Saved entries
——————————

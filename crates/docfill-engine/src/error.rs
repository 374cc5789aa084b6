/*
 * error.rs
 * Copyright (c) 2025 Posit, PBC
 */

//! Error types for template rendering.

use thiserror::Error;

/// Errors that can occur during a render call.
///
/// All of these abort the render; there is no local recovery. Text that
/// merely looks like a directive but is not one renders through verbatim
/// instead of raising.
#[derive(Debug, Error)]
pub enum RenderError {
    /// Null or invalid caller arguments.
    #[error("Invalid argument: {0}")]
    InvalidArgument(String),

    /// The data document failed to parse or has a null root.
    #[error("Invalid JSON data: {0}")]
    InvalidJson(String),

    /// A closing control tag whose expression differs from its opener.
    #[error("Closing tag expression '{found}' does not match opening tag expression '{expected}'")]
    UnmatchedTag { expected: String, found: String },

    /// A start control marker with no matching end in the same composite.
    #[error("Control tag '{0}' has no matching closing tag")]
    UnclosedTag(String),

    /// Malformed path expression (bad bracket segment, non-numeric index).
    #[error("Invalid path '{path}': {message}")]
    InvalidPath { path: String, message: String },

    /// Unknown pipe operator name.
    #[error("Unknown pipe operator: {0}")]
    UnknownOperator(String),

    /// Missing or malformed operator argument.
    #[error("Invalid argument for operator '{operator}': {message}")]
    InvalidOperatorArg { operator: String, message: String },

    /// Image source is neither base64, a data URI, nor an existing file.
    #[error("Invalid image source: {0}")]
    InvalidImageSource(String),

    /// Image bytes match no supported format and no hint helps.
    #[error("Unrecognized image format")]
    UnknownImageFormat,

    /// Non-positive explicit dimension or degenerate resolved size.
    #[error("Invalid image size: {0}")]
    InvalidImageSize(String),

    /// Error from the OOXML package layer.
    #[error(transparent)]
    Package(#[from] docfill_ooxml::Error),

    /// I/O error (template/output streams, image file reads).
    #[error("I/O error: {0}")]
    Io(#[from] std::io::Error),
}

/// Result type for render operations.
pub type RenderResult<T> = Result<T, RenderError>;

impl RenderError {
    pub(crate) fn op_arg(operator: &str, message: impl Into<String>) -> Self {
        RenderError::InvalidOperatorArg {
            operator: operator.to_string(),
            message: message.into(),
        }
    }

    pub(crate) fn path(path: &str, message: impl Into<String>) -> Self {
        RenderError::InvalidPath {
            path: path.to_string(),
            message: message.into(),
        }
    }
}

——————————

▸ **WORK REQUEST**: The entries above are to be transcribed in full and without error.

▸ **REPLY TO THE EXERCISE**:
filename crates/docfill-engine/src/error.rs
repository 374cc5789aa084b6
/*
 * error.rs
 * Copyright (c) 2025 Posit, PBC
 */

//! Error types for template rendering.

use thiserror::Error;

/// Errors that can occur during a render call.
///
/// All of these abort the render; there is no local recovery. Text that
/// merely looks like a directive but is not one renders through verbatim
/// instead of raising.
#[derive(Debug, Error)]
pub enum RenderError {
    /// Null or invalid caller arguments.
    #[error("Invalid argument: {0}")]
    InvalidArgument(String),

    /// The data document failed to parse or has a null root.
    #[error("Invalid JSON data: {0}")]
    InvalidJson(String),

    /// A closing control tag whose expression differs from its opener.
    #[error("Closing tag expression '{found}' does not match opening tag expression '{expected}'")]
    UnmatchedTag { expected: String, found: String },

    /// A start control marker with no matching end in the same composite.
    #[error("Control tag '{0}' has no matching closing tag")]
    UnclosedTag(String),

    /// Malformed path expression (bad bracket segment, non-numeric index).
    #[error("Invalid path '{path}': {message}")]
    InvalidPath { path: String, message: String },

    /// Unknown pipe operator name.
    #[error("Unknown pipe operator: {0}")]
    UnknownOperator(String),

    /// Missing or malformed operator argument.
    #[error("Invalid argument for operator '{operator}': {message}")]
    InvalidOperatorArg { operator: String, message: String },

    /// Image source is neither base64, a data URI, nor an existing file.
    #[error("Invalid image source: {0}")]
    InvalidImageSource(String),

    /// Image bytes match no supported format and no hint helps.
    #[error("Unrecognized image format")]
    UnknownImageFormat,

    /// Non-positive explicit dimension or degenerate resolved size.
    #[error("Invalid image size: {0}")]
    InvalidImageSize(String),

    /// Error from the OOXML package layer.
    #[error(transparent)]
    Package(#[from] docfill_ooxml::Error),

    /// I/O error (template/output streams, image file reads).
    #[error("I/O error: {0}")]
    Io(#[from] std::io::Error),
}

/// Result type for render operations.
pub type RenderResult<T> = Result<T, RenderError>;

impl RenderError {
    pub(crate) fn op_arg(operator: &str, message: impl Into<String>) -> Self {
        RenderError::InvalidOperatorArg {
            operator: operator.to_string(),
            message: message.into(),
        }
    }

    pub(crate) fn path(path: &str, message: impl Into<String>) -> Self {
        RenderError::InvalidPath {
            path: path.to_string(),
            message: message.into(),
        }
    }
}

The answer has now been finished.